The busy bee has no time for sorrow.— William Blake
Honey bees only sting when they or their colony is threatened or damaged. A honey bee is not like a wasp or hornet, which can sting a number of times. A honey bee can only sting once and they lose their lives to do so. The stinger is pulled away from their body when they sting a person and they die. My father was so protective of his bees that when I stepped on one accidentally and it stung me, he accused me of murder. Because of this, bees don’t sting unless they really feel threatened.
Words are like bees – some create honey and others leave a sting.— Unknown
National Honey Bee Day
Today is National Honey Bee Day. It’s an obscure holiday, I know but my father was a beekeeper and it sort of struck a chord with me. He was very protective of the bees. In honor of the day and my father, here are several things you can do to help the bees.

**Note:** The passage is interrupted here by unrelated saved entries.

//! Crate-wide error type.
//!
//! Subsystems (shm, monitor, master, heartbeat, dispatch, replication) each
//! define a focused `thiserror` enum for their own failure modes; this type
//! is the aggregate that crosses module boundaries, the way the teacher
//! crate's `DbError` aggregates per-subsystem errors.

use thiserror::Error;

#[derive(Error, Debug)]
pub enum RyeError {
    #[error("IO error: {0}")]
    Io(#[from] std::io::Error),

    #[error("shared memory error: {0}")]
    Shm(String),

    #[error("monitor error: {0}")]
    Monitor(String),

    #[error("master error: {0}")]
    Master(String),

    #[error("heartbeat error: {0}")]
    Heartbeat(String),

    #[error("dispatch error: {0}")]
    Dispatch(String),

    #[error("replication error: {0}")]
    Replication(String),

    #[error("log corruption: {0}")]
    Corruption(String),

    #[error("serialization error: {0}")]
    Serialization(String),

    #[error("configuration error: {0}")]
    Configuration(String),

    #[error("not found: {0}")]
    NotFound(String),

    #[error("already exists: {0}")]
    AlreadyExists(String),

    #[error("invalid argument: {0}")]
    InvalidArgument(String),

    #[error("operation not allowed: {0}")]
    OperationNotAllowed(String),

    #[error("timeout: {0}")]
    Timeout(String),

    #[error("service unavailable: {0}")]
    Unavailable(String),

    #[error("resource exhausted: {0}")]
    ResourceExhausted(String),

    #[error("invalid state: {0}")]
    InvalidState(String),

    #[error("fatal: {0}")]
    Fatal(String),
}

impl Clone for RyeError {
    fn clone(&self) -> Self {
        match self {
            RyeError::Io(e) => RyeError::Io(std::io::Error::new(e.kind(), e.to_string())),
            RyeError::Shm(s) => RyeError::Shm(s.clone()),
            RyeError::Monitor(s) => RyeError::Monitor(s.clone()),
            RyeError::Master(s) => RyeError::Master(s.clone()),
            RyeError::Heartbeat(s) => RyeError::Heartbeat(s.clone()),
            RyeError::Dispatch(s) => RyeError::Dispatch(s.clone()),
            RyeError::Replication(s) => RyeError::Replication(s.clone()),
            RyeError::Corruption(s) => RyeError::Corruption(s.clone()),
            RyeError::Serialization(s) => RyeError::Serialization(s.clone()),
            RyeError::Configuration(s) => RyeError::Configuration(s.clone()),
            RyeError::NotFound(s) => RyeError::NotFound(s.clone()),
            RyeError::AlreadyExists(s) => RyeError::AlreadyExists(s.clone()),
            RyeError::InvalidArgument(s) => RyeError::InvalidArgument(s.clone()),
            RyeError::OperationNotAllowed(s) => RyeError::OperationNotAllowed(s.clone()),
            RyeError::Timeout(s) => RyeError::Timeout(s.clone()),
            RyeError::Unavailable(s) => RyeError::Unavailable(s.clone()),
            RyeError::ResourceExhausted(s) => RyeError::ResourceExhausted(s.clone()),
            RyeError::InvalidState(s) => RyeError::InvalidState(s.clone()),
            RyeError::Fatal(s) => RyeError::Fatal(s.clone()),
        }
    }
}

pub type Result<T> = std::result::Result<T, RyeError>;

impl From<bincode::error::EncodeError> for RyeError {
    fn from(e: bincode::error::EncodeError) -> Self {
        RyeError::Serialization(e.to_string())
    }
}

impl From<bincode::error::DecodeError> for RyeError {
    fn from(e: bincode::error::DecodeError) -> Self {
        RyeError::Serialization(e.to_string())
    }
}

impl From<serde_json::Error> for RyeError {
    fn from(e: serde_json::Error) -> Self {
        RyeError::Serialization(e.to_string())
    }
}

If the bee disappeared off the face of the earth, man would only have four years left to live.— Maurice Maeterlinck
There are more than 25,000 species of bees worldwide and only 8 of them produce honey. Along with others, there are Bumblebees, Leafcutter bees, Mason bees, Long-horned bees, and Honey bees. Many bees are loners and others need special places near blooming flowers to lodge. Consider creating your own bee hotel. A bee hotel has small drinking-straw sized wholes where bees can hold up at night out of the elements. These can be made by drilling holes into soft balsa wood blocks or by using hollow bamboo shafts stacked in a box attached to a tree or outside wall. Bees work flowers in urban as well as rural areas so a bee hotel in your yard will be just as welcome no matter where you live.

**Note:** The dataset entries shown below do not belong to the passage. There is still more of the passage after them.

//! Child process bookkeeping and the resource manager (base spec §4.4:
//! "Maintains a list of child processes declared by configuration ...
//! Confirm-start job retries until a configurable limit ... On unexpected
//! disconnection, if the gap since last registration is less than
//! `UNACCEPTABLE_PROC_RESTART_TIMEDIFF`, demote self to slave before
//! restarting.").

use crate::error::{Result, RyeError};
use serde::{Deserialize, Serialize};
use std::collections::HashMap;
use std::ffi::CString;
use std::time::{Duration, Instant};

#[derive(Debug, Clone, Copy, PartialEq, Eq, Serialize, Deserialize)]
pub enum ProcessKind {
    Server,
    Replication,
}

#[derive(Debug, Clone, Copy, PartialEq, Eq, Serialize, Deserialize)]
pub enum ProcessState {
    Unknown,
    Dead,
    Deregistered,
    Started,
    NotRegistered,
    Registered,
}

#[derive(Debug, Clone)]
pub struct ManagedProcess {
    pub kind: ProcessKind,
    pub pid: Option<i32>,
    pub exec_path: String,
    pub args: Vec<String>,
    pub state: ProcessState,
    pub server_state: crate::heartbeat::node::NodeState,
    pub first_registered_at: Option<Instant>,
    pub registered_at: Option<Instant>,
    pub deregistered_at: Option<Instant>,
    pub shutdown_requested_at: Option<Instant>,
    pub started_at: Option<Instant>,
    pub being_shutdown: bool,
    pub server_hang: bool,
    pub confirm_start_attempts: u32,
    pub changemode_gap: u32,
}

impl ManagedProcess {
    pub fn new(kind: ProcessKind, exec_path: impl Into<String>, args: Vec<String>) -> Self {
        ManagedProcess {
            kind,
            pid: None,
            exec_path: exec_path.into(),
            args,
            state: ProcessState::Unknown,
            server_state: crate::heartbeat::node::NodeState::Unknown,
            first_registered_at: None,
            registered_at: None,
            deregistered_at: None,
            shutdown_requested_at: None,
            started_at: None,
            being_shutdown: false,
            server_hang: false,
            confirm_start_attempts: 0,
            changemode_gap: 0,
        }
    }
}

/// Forks and execs a child with a clean fd table and the marker env var
/// the child uses to find its supervisor (base spec: "fork+exec with a
/// clean fd table and a marker env var").
///
/// # Safety
/// Must be called before the process spawns additional threads that hold
/// locks the child could deadlock on post-fork; callers are expected to
/// invoke this only from the single-threaded startup path or a dedicated
/// spawner task.
pub unsafe fn spawn_child(exec_path: &str, args: &[String], marker_env: &str) -> Result<i32> {
    let path = CString::new(exec_path)
        .map_err(|e| RyeError::Heartbeat(format!("bad exec path: {e}")))?;
    let mut arg_cstrings: Vec<CString> = vec![path.clone()];
    for a in args {
        arg_cstrings.push(
            CString::new(a.as_str()).map_err(|e| RyeError::Heartbeat(format!("bad arg: {e}")))?,
        );
    }
    let mut arg_ptrs: Vec<*const libc::c_char> = arg_cstrings.iter().map(|c| c.as_ptr()).collect();
    arg_ptrs.push(std::ptr::null());

    let pid = libc::fork();
    if pid < 0 {
        return Err(RyeError::Heartbeat("fork failed".into()));
    }
    if pid == 0 {
        libc::setenv(
            CString::new("RYE_HA_CHILD").unwrap().as_ptr(),
            CString::new(marker_env).unwrap().as_ptr(),
            1,
        );
        libc::execv(path.as_ptr(), arg_ptrs.as_ptr());
        libc::_exit(127);
    }
    Ok(pid)
}

pub struct ResourceManager {
    processes: HashMap<String, ManagedProcess>,
    confirm_start_retry_limit: u32,
    unacceptable_restart_timediff: Duration,
}

impl ResourceManager {
    pub fn new(confirm_start_retry_limit: u32, unacceptable_restart_timediff: Duration) -> Self {
        ResourceManager { processes: HashMap::new(), confirm_start_retry_limit, unacceptable_restart_timediff }
    }

    pub fn declare(&mut self, key: impl Into<String>, process: ManagedProcess) {
        self.processes.insert(key.into(), process);
    }

    pub fn get(&self, key: &str) -> Option<&ManagedProcess> {
        self.processes.get(key)
    }

    pub fn mark_started(&mut self, key: &str, pid: i32) -> Result<()> {
        let p = self.processes.get_mut(key).ok_or_else(|| RyeError::NotFound(key.to_string()))?;
        p.pid = Some(pid);
        p.state = ProcessState::Started;
        p.started_at = Some(Instant::now());
        p.confirm_start_attempts = 0;
        Ok(())
    }

    /// The child connected back with `REGISTER_HA_PROCESS`.
    pub fn mark_registered(&mut self, key: &str) -> Result<()> {
        let p = self.processes.get_mut(key).ok_or_else(|| RyeError::NotFound(key.to_string()))?;
        let now = Instant::now();
        if p.first_registered_at.is_none() {
            p.first_registered_at = Some(now);
        }
        p.registered_at = Some(now);
        p.state = ProcessState::Registered;
        Ok(())
    }

    /// Called on each confirm-start tick while a process is `started` but
    /// not yet `registered`. Returns `true` once the retry budget is
    /// exhausted, signalling the caller to demote self and restart the
    /// child.
    pub fn tick_confirm_start(&mut self, key: &str) -> Result<bool> {
        let p = self.processes.get_mut(key).ok_or_else(|| RyeError::NotFound(key.to_string()))?;
        if p.state != ProcessState::Started {
            return Ok(false);
        }
        p.confirm_start_attempts += 1;
        Ok(p.confirm_start_attempts >= self.confirm_start_retry_limit)
    }

    /// On unexpected disconnection: returns whether the demotion path
    /// should trigger, based on how recently the process last registered.
    pub fn disconnection_requires_demotion(&self, key: &str) -> Result<bool> {
        let p = self.processes.get(key).ok_or_else(|| RyeError::NotFound(key.to_string()))?;
        let gap = p
            .registered_at
            .map(|t| t.elapsed())
            .unwrap_or(Duration::MAX);
        Ok(gap < self.unacceptable_restart_timediff)
    }

    pub fn mark_deregistered(&mut self, key: &str) -> Result<()> {
        let p = self.processes.get_mut(key).ok_or_else(|| RyeError::NotFound(key.to_string()))?;
        p.state = ProcessState::Deregistered;
        p.deregistered_at = Some(Instant::now());
        p.pid = None;
        Ok(())
    }

    pub fn all(&self) -> impl Iterator<Item = (&String, &ManagedProcess)> {
        self.processes.iter()
    }

    pub fn registered_count(&self) -> usize {
        self.processes.values().filter(|p| p.state == ProcessState::Registered).count()
    }
}

#[cfg(test)]
mod tests {
    use super::*;

    fn manager() -> ResourceManager {
        ResourceManager::new(3, Duration::from_secs(10))
    }

    #[test]
    fn confirm_start_exhausts_after_limit() {
        let mut mgr = manager();
        mgr.declare("db1", ManagedProcess::new(ProcessKind::Server, "/bin/rye_server", vec![]));
        mgr.mark_started("db1", 1234).unwrap();

        assert!(!mgr.tick_confirm_start("db1").unwrap());
        assert!(!mgr.tick_confirm_start("db1").unwrap());
        assert!(mgr.tick_confirm_start("db1").unwrap(), "third attempt hits the limit of 3");
    }

    #[test]
    fn registering_stops_confirm_start_checks() {
        let mut mgr = manager();
        mgr.declare("db1", ManagedProcess::new(ProcessKind::Server, "/bin/rye_server", vec![]));
        mgr.mark_started("db1", 1234).unwrap();
        mgr.mark_registered("db1").unwrap();
        assert!(!mgr.tick_confirm_start("db1").unwrap());
    }

    #[test]
    fn recent_registration_requires_demotion_on_disconnect() {
        let mut mgr = ResourceManager::new(3, Duration::from_secs(3600));
        mgr.declare("db1", ManagedProcess::new(ProcessKind::Server, "/bin/rye_server", vec![]));
        mgr.mark_started("db1", 1234).unwrap();
        mgr.mark_registered("db1").unwrap();
        assert!(mgr.disconnection_requires_demotion("db1").unwrap());
    }

    #[test]
    fn never_registered_does_not_require_demotion() {
        let mut mgr = manager();
        mgr.declare("db1", ManagedProcess::new(ProcessKind::Server, "/bin/rye_server", vec![]));
        assert!(!mgr.disconnection_requires_demotion("db1").unwrap());
    }
}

The lovely flowers embarrass me,
They make me regret I am not a bee.— Emily Dickinson
If you have ethical qualms about the large companies mistreating and abusing bees then I suggest finding small local beekeepers to support who are more likely to treat their bees with kindness and care. People like my father were always very concerned with their bees. My father had about 30 bee boxes and checked on their health and well-being (pun intended) all the time. He was an advocate against pesticides which harm the bees and the queens.

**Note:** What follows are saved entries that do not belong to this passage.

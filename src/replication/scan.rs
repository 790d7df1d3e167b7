//! Log record scanner (base spec §4.10 steps 1-3): walks the analyzer's
//! page-buffer cache forward from a given [`Lsa`], decoding [`LogRecord`]s
//! across page boundaries using `read_advance_when_doesnt_fit` (base spec
//! §4.6 "Advance helpers").

use crate::common::{Lsa, PageId};
use crate::error::{Result, RyeError};
use crate::replication::page::{PageBuffer, PageLocation, PageSource};
use crate::replication::record::LogRecord;

/// How many pages' worth of bytes a single record may straddle before the
/// scanner gives up and reports corruption rather than retrying forever.
const MAX_SPAN_PAGES: usize = 4;

/// Read-only forward scanner over a [`PageBuffer`], used by the analyzer
/// to turn persisted page bytes back into [`LogRecord`]s.
pub struct LogScanner<S: PageSource> {
    buffer: PageBuffer<S>,
    page_size: usize,
}

impl<S: PageSource> LogScanner<S> {
    pub fn new(source: S, page_size: usize, capacity: usize) -> Self {
        LogScanner { buffer: PageBuffer::new(source, capacity), page_size }
    }

    pub fn page_size(&self) -> usize {
        self.page_size
    }

    /// Decodes the next record at or after `from`, not reading past
    /// `last_flushed_pageid`. Returns `None` when there is nothing new to
    /// read yet (base spec §4.10 step 2: "if empty or no pages flushed
    /// yet, sleep briefly").
    pub fn next_record(&self, from: Lsa, last_flushed_pageid: PageId) -> Result<Option<(LogRecord, Lsa)>> {
        if from.pageid > last_flushed_pageid {
            return Ok(None);
        }

        let mut acc: Vec<u8> = Vec::new();
        let mut segments: Vec<(PageId, usize, usize)> = Vec::new(); // (pageid, start_in_page, len)
        let mut pageid = from.pageid;

        loop {
            if pageid > last_flushed_pageid {
                return if acc.is_empty() {
                    Ok(None)
                } else {
                    Err(RyeError::Corruption("log record truncated at end of flushed log".into()))
                };
            }

            let page = fetch(&self.buffer, pageid, last_flushed_pageid)?;
            self.buffer.release(pageid);

            let start = if segments.is_empty() { from.offset as usize } else { 0 };
            if start > page.payload.len() {
                return Err(RyeError::Corruption(format!("record offset {start} past page {pageid} bounds")));
            }
            let slice = &page.payload[start..];
            if !slice.is_empty() {
                acc.extend_from_slice(slice);
                segments.push((pageid, start, slice.len()));
            }

            // A real record's length prefix is never zero; zero bytes here
            // mean the scan has caught up to unwritten page tail, not that
            // a record is short. Treat it as "nothing new yet" rather than
            // spanning further pages looking for a record that isn't there.
            if acc.len() >= 4 && acc[..4] == [0, 0, 0, 0] {
                return Ok(None);
            }

            match LogRecord::decode(&acc) {
                Ok((record, consumed)) => {
                    let mut remaining = consumed;
                    let mut end_lsa = from;
                    for (seg_pageid, seg_start, seg_len) in &segments {
                        if remaining <= *seg_len {
                            end_lsa = Lsa::new(*seg_pageid, (*seg_start + remaining) as u32);
                            break;
                        }
                        remaining -= seg_len;
                    }
                    return Ok(Some((record, end_lsa)));
                }
                Err(_) if segments.len() < MAX_SPAN_PAGES => {
                    pageid += 1;
                    continue;
                }
                Err(e) => return Err(e),
            }
        }
    }
}

#[cfg(debug_assertions)]
fn fetch<S: PageSource>(buffer: &PageBuffer<S>, pageid: PageId, last_flushed_pageid: PageId) -> Result<crate::replication::page::LogPage> {
    buffer.get_page_buffer(pageid, last_flushed_pageid, PageLocation::Active, "log_scanner", line!())
}

#[cfg(not(debug_assertions))]
fn fetch<S: PageSource>(buffer: &PageBuffer<S>, pageid: PageId, last_flushed_pageid: PageId) -> Result<crate::replication::page::LogPage> {
    buffer.get_page_buffer(pageid, last_flushed_pageid, PageLocation::Active)
}

#[cfg(test)]
mod tests {
    use super::*;
    use crate::common::Trid;
    use crate::replication::page::LogPage;
    use crate::replication::record::{LogRecordHeader, LogRecordType};
    use std::collections::HashMap;
    use std::sync::Mutex;

    struct FakePages {
        page_size: usize,
        pages: Mutex<HashMap<PageId, Vec<u8>>>,
    }

    impl PageSource for FakePages {
        fn read_page(&self, pageid: PageId, _location: PageLocation) -> Result<LogPage> {
            let payload = self
                .pages
                .lock()
                .unwrap()
                .get(&pageid)
                .cloned()
                .unwrap_or_else(|| vec![0u8; self.page_size]);
            Ok(LogPage { pageid, first_record_offset: 0, payload })
        }
    }

    fn commit_record(trid: i64) -> LogRecord {
        LogRecord {
            header: LogRecordHeader {
                record_type: LogRecordType::Commit,
                trid: Trid(trid),
                prev_tran_lsa: Lsa::NULL,
                prev_lsa: Lsa::NULL,
                forward_lsa: Lsa::NULL,
            },
            data: None,
            schema: None,
            catalog: None,
            ha_server_state: None,
        }
    }

    #[test]
    fn reads_a_record_that_fits_on_one_page() {
        let page_size = 64;
        let encoded = commit_record(1).encode().unwrap();
        let mut payload = vec![0u8; page_size];
        payload[..encoded.len()].copy_from_slice(&encoded);

        let mut pages = HashMap::new();
        pages.insert(1, payload);
        let scanner = LogScanner::new(FakePages { page_size, pages: Mutex::new(pages) }, page_size, 4);

        let (record, end_lsa) = scanner.next_record(Lsa::new(1, 0), 1).unwrap().unwrap();
        assert_eq!(record.header.trid, Trid(1));
        assert_eq!(end_lsa, Lsa::new(1, encoded.len() as u32));
    }

    #[test]
    fn reads_a_record_that_spans_two_pages() {
        let page_size = 8;
        let encoded = commit_record(2).encode().unwrap();
        let half = encoded.len() / 2;
        assert!(half > 0 && half < encoded.len(), "test record must be splittable across a page boundary");

        let mut pages = HashMap::new();
        pages.insert(1, encoded[..half].to_vec());
        pages.insert(2, encoded[half..].to_vec());
        let scanner = LogScanner::new(FakePages { page_size, pages: Mutex::new(pages) }, page_size, 4);

        let (record, _end_lsa) = scanner.next_record(Lsa::new(1, 0), 2).unwrap().unwrap();
        assert_eq!(record.header.trid, Trid(2));
    }

    #[test]
    fn returns_none_past_last_flushed_page() {
        let page_size = 16;
        let scanner = LogScanner::new(
            FakePages { page_size, pages: Mutex::new(HashMap::new()) },
            page_size,
            4,
        );
        assert!(scanner.next_record(Lsa::new(5, 0), 3).unwrap().is_none());
    }
}
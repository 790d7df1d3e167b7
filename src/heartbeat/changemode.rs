//! Change-mode protocol escalation (base spec §4.4: "A `changemode_gap`
//! counter increments per unacknowledged attempt; at
//! `MAX_CHANGEMODE_DIFF_TO_TERM` the server is SIGTERM'd, at
//! `MAX_CHANGEMODE_DIFF_TO_KILL` SIGKILL'd.").

use crate::heartbeat::node::NodeState;

#[derive(Debug, Clone, Copy, PartialEq, Eq)]
pub enum ChangemodeAction {
    /// Resend `CHANGE_HA_MODE(state, force)` and keep waiting.
    Retry,
    Sigterm,
    Sigkill,
}

/// Advances `changemode_gap` for one unacknowledged attempt and decides
/// the escalation action. `force` mirrors the protocol's force bit: a
/// forced change-mode request is retried but never escalates, matching
/// the base spec's distinction between a normal and a forced transition.
pub fn next_action(changemode_gap: u32, force: bool, max_diff_to_term: u32, max_diff_to_kill: u32) -> ChangemodeAction {
    if force {
        return ChangemodeAction::Retry;
    }
    if changemode_gap >= max_diff_to_kill {
        ChangemodeAction::Sigkill
    } else if changemode_gap >= max_diff_to_term {
        ChangemodeAction::Sigterm
    } else {
        ChangemodeAction::Retry
    }
}

/// Desired HA mode the controller will keep forcing a registered server
/// towards until it acknowledges (base spec: "periodically forces each
/// registered server's HA state to match the controller's own desired
/// state").
pub fn desired_mode_for(controller_state: NodeState) -> NodeState {
    match controller_state {
        NodeState::Master | NodeState::ToBeMaster => NodeState::Master,
        _ => NodeState::Slave,
    }
}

Handle a book as a bee does a flower, extract its sweetness but do not damage it.— John Muir
What To Do When You See A Swarm
When people see a bee swarm they usually get alarmed and afraid of being stung, but the truth is that a swarm is a natural bee habit. When a colony gets too large the workers feed several larva "royal jelly" and queens are made. The first one to emerger kills the others and then the queen takes half of the colony and flies away looking for a new home. The workers follow the queen and are excited by her pheromones. They will not bother anyone as long as no one bothers them. If you see a swarm call a local beekeeper and they will bring a new bee box for the colony. They gently brush the bees into the box and as soon as the queen decides this will make a good home all the rest of the bees will follow her. This process takes an hour or two but never harms the bees.
It takes a bee 10,000,000 trips to collect enough nectar to make 1 pound of honey.— Sue Monk Kidd
Buy Local Produce
When you support local organic farmers, you are supporting the bees. I know that organic food costs more but it is worth it when you realize that the pesticides the big farmers use to kill insects and bees. I like to shop the farmer’s markets for local produce and even support local beekeepers by buying their honey when I can.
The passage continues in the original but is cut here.